Factors contributing to discordance between clinical and pathological staging of operable non-small cell lung cancer

Abstract

Background: Clinical staging of non-small cell lung cancer (NSCLC) by CT and PET, with or without endobronchial ultrasound-guided transbronchial needle aspiration of lymph nodes (EBUS-TBNA), is essential for prognostication and to direct treatment. Our study investigated the accuracy of clinical staging compared to definitive pathological staging. Methods: Retrospective audit of clinical and pathological staging of all surgical lung cancer cases 2016–present (484 cases). Results: Discordance of clinical and pathological TNM staging (excluding sub-staging) was identified in 93 (25.9%) cases where complete data was available. This included clinical understaging in 61 (17%) and N2 disease in 20 (5.6%) cases. EBUS-TBNA was performed in 14 of the cases with N2 disease, and in five of these cases, involvement of N2 nodes detected post-surgery had been called benign at EBUS-TBNA. Factors contributing to clinical understaging may include delays between clinical staging studies and surgery [CT: median 110 days (IQR 82.5-151), PET: 81 days (59–119), EBUS-TBNA 62 days (43–95)], with significantly longer delays evident during the COVID-19 pandemic.
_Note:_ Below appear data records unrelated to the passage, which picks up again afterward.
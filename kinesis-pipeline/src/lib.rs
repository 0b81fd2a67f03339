pub mod config;
pub mod documents;
pub mod error;
pub mod imu;
pub mod ingest;
pub mod motion;
pub mod prompts;
pub mod providers;
pub mod retrieval;
pub mod workflow;

pub use config::PipelineConfig;
pub use error::{PipelineError, PipelineResult};
pub use imu::{ImuSample, ParseMode, ParseReport, FEATURE_DIMENSION};
pub use motion::MotionCapture;
pub use providers::{Embedder, PromptTemplate, TextGenerator};
pub use retrieval::{Analysis, QueryPlanner, RagAgent, Synthesis};
pub use workflow::{PlanOutput, Stage, Workflow};
//! Reader for recorded controller IMU files.
//!
//! Recordings are JavaScript literals of the form
//!
//! ```text
//! data=[
//! {"pos":{"pitch":1.2,"roll":0.4,"yaw":88.0},"gyro":{"x":0.1,"y":0.0,"z":-0.2},"compass":{"x":12,"y":-3,"z":40},"temp":31.5}
//! ,{"pos":...}
//! ]
//! ```
//!
//! with one JSON record per line. Lines that fail to parse are either reported
//! and skipped (`ParseMode::Lenient`) or abort the read (`ParseMode::Strict`).

use serde::{Deserialize, Serialize};
use std::fs;
use std::path::{Path, PathBuf};
use tracing::{debug, info, warn};

use crate::error::{PipelineError, PipelineResult};

/// Number of numeric fields in a sample, see [`ImuSample::features`].
pub const FEATURE_DIMENSION: usize = 10;

const SOURCE_EXTENSION: &str = "js";

/// Controller orientation in degrees.
#[derive(Debug, Clone, Copy, PartialEq, Serialize, Deserialize)]
pub struct Orientation {
    pub pitch: f64,
    pub roll: f64,
    pub yaw: f64,
}

/// A three-axis reading (gyroscope or compass).
#[derive(Debug, Clone, Copy, PartialEq, Serialize, Deserialize)]
pub struct Axes {
    pub x: f64,
    pub y: f64,
    pub z: f64,
}

/// One IMU reading from a hand controller.
#[derive(Debug, Clone, Copy, PartialEq, Serialize, Deserialize)]
pub struct ImuSample {
    pub pos: Orientation,
    pub gyro: Axes,
    pub compass: Axes,
    pub temp: f64,
}

impl ImuSample {
    /// Flattens the sample into `[pitch, roll, yaw, gyro x/y/z, compass x/y/z, temp]`.
    pub fn features(&self) -> [f32; FEATURE_DIMENSION] {
        [
            self.pos.pitch as f32,
            self.pos.roll as f32,
            self.pos.yaw as f32,
            self.gyro.x as f32,
            self.gyro.y as f32,
            self.gyro.z as f32,
            self.compass.x as f32,
            self.compass.y as f32,
            self.compass.z as f32,
            self.temp as f32,
        ]
    }
}

#[derive(Debug, Clone, Copy, PartialEq, Eq, Default, Serialize, Deserialize)]
#[serde(rename_all = "snake_case")]
pub enum ParseMode {
    /// Skip malformed lines and record them in the report.
    #[default]
    Lenient,
    /// Fail on the first malformed line.
    Strict,
}

/// A line that could not be parsed as a sample.
#[derive(Debug, Clone, PartialEq)]
pub struct SkippedLine {
    pub source: Option<PathBuf>,
    /// 1-based line number within the source text.
    pub line: usize,
    pub reason: String,
}

#[derive(Debug, Clone, Default, PartialEq)]
pub struct ParseReport {
    pub samples: Vec<ImuSample>,
    pub skipped: Vec<SkippedLine>,
}

impl ParseReport {
    pub fn skipped_count(&self) -> usize {
        self.skipped.len()
    }

    fn merge(&mut self, other: ParseReport) {
        self.samples.extend(other.samples);
        self.skipped.extend(other.skipped);
    }
}

/// Parses the text of one recording.
pub fn parse_samples(content: &str, mode: ParseMode) -> PipelineResult<ParseReport> {
    let start = content.find('[');
    let end = content.rfind(']');
    let (start, end) = match (start, end) {
        (Some(start), Some(end)) if start < end => (start, end),
        _ => return Err(PipelineError::MalformedSource("could not find a [...] array".to_string())),
    };

    // Line number of the opening bracket; body line i sits on first_line + i.
    let first_line = content[..start].matches('\n').count() + 1;
    let mut report = ParseReport::default();

    for (offset, raw) in content[start + 1..end].split('\n').enumerate() {
        let line = strip_separators(raw);
        if line.is_empty() {
            continue;
        }
        match serde_json::from_str::<ImuSample>(line) {
            Ok(sample) => report.samples.push(sample),
            Err(e) => {
                let line_number = first_line + offset;
                if mode == ParseMode::Strict {
                    return Err(PipelineError::MalformedLine { line: line_number, reason: e.to_string() });
                }
                debug!(line = line_number, error = %e, "Skipping malformed IMU record");
                report.skipped.push(SkippedLine { source: None, line: line_number, reason: e.to_string() });
            }
        }
    }
    Ok(report)
}

fn strip_separators(raw: &str) -> &str {
    let mut line = raw.trim();
    if let Some(rest) = line.strip_prefix(',') {
        line = rest.trim_start();
    }
    if let Some(rest) = line.strip_suffix(',') {
        line = rest.trim_end();
    }
    line
}

/// Reads and parses a single recording file.
pub fn load_file(path: &Path, mode: ParseMode) -> PipelineResult<ParseReport> {
    let content = fs::read_to_string(path).map_err(|e| PipelineError::io(path, e))?;
    let mut report = parse_samples(&content, mode)?;
    for skipped in &mut report.skipped {
        skipped.source = Some(path.to_path_buf());
    }
    if report.skipped_count() > 0 {
        warn!(path = ?path, skipped = report.skipped_count(), parsed = report.samples.len(), "Skipped malformed IMU records");
    }
    debug!(path = ?path, samples = report.samples.len(), "Loaded IMU recording");
    Ok(report)
}

/// Reads every `*.js` recording in `dir`, in file name order.
pub fn load_directory(dir: &Path, mode: ParseMode) -> PipelineResult<ParseReport> {
    let entries = fs::read_dir(dir).map_err(|e| PipelineError::io(dir, e))?;
    let mut paths = Vec::new();
    for entry in entries {
        let path = entry.map_err(|e| PipelineError::io(dir, e))?.path();
        if path.is_file() && path.extension().is_some_and(|ext| ext == SOURCE_EXTENSION) {
            paths.push(path);
        }
    }
    paths.sort();

    let mut report = ParseReport::default();
    for path in &paths {
        report.merge(load_file(path, mode)?);
    }
    info!(dir = ?dir, files = paths.len(), samples = report.samples.len(), skipped = report.skipped_count(), "Loaded IMU directory");
    Ok(report)
}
Conclusions: Improved technical quality of lung cancer clinical staging studies and hospital management workflows will potentially increase concordance between clinical and pathological staging of operable NSCLC, improving outcomes for early stage disease. My contribution to this work has focused on the 2022 cases, analysis of which has elucidated the impact of COVID-19 on the lung cancer staging process in comparison to pre-COVID results.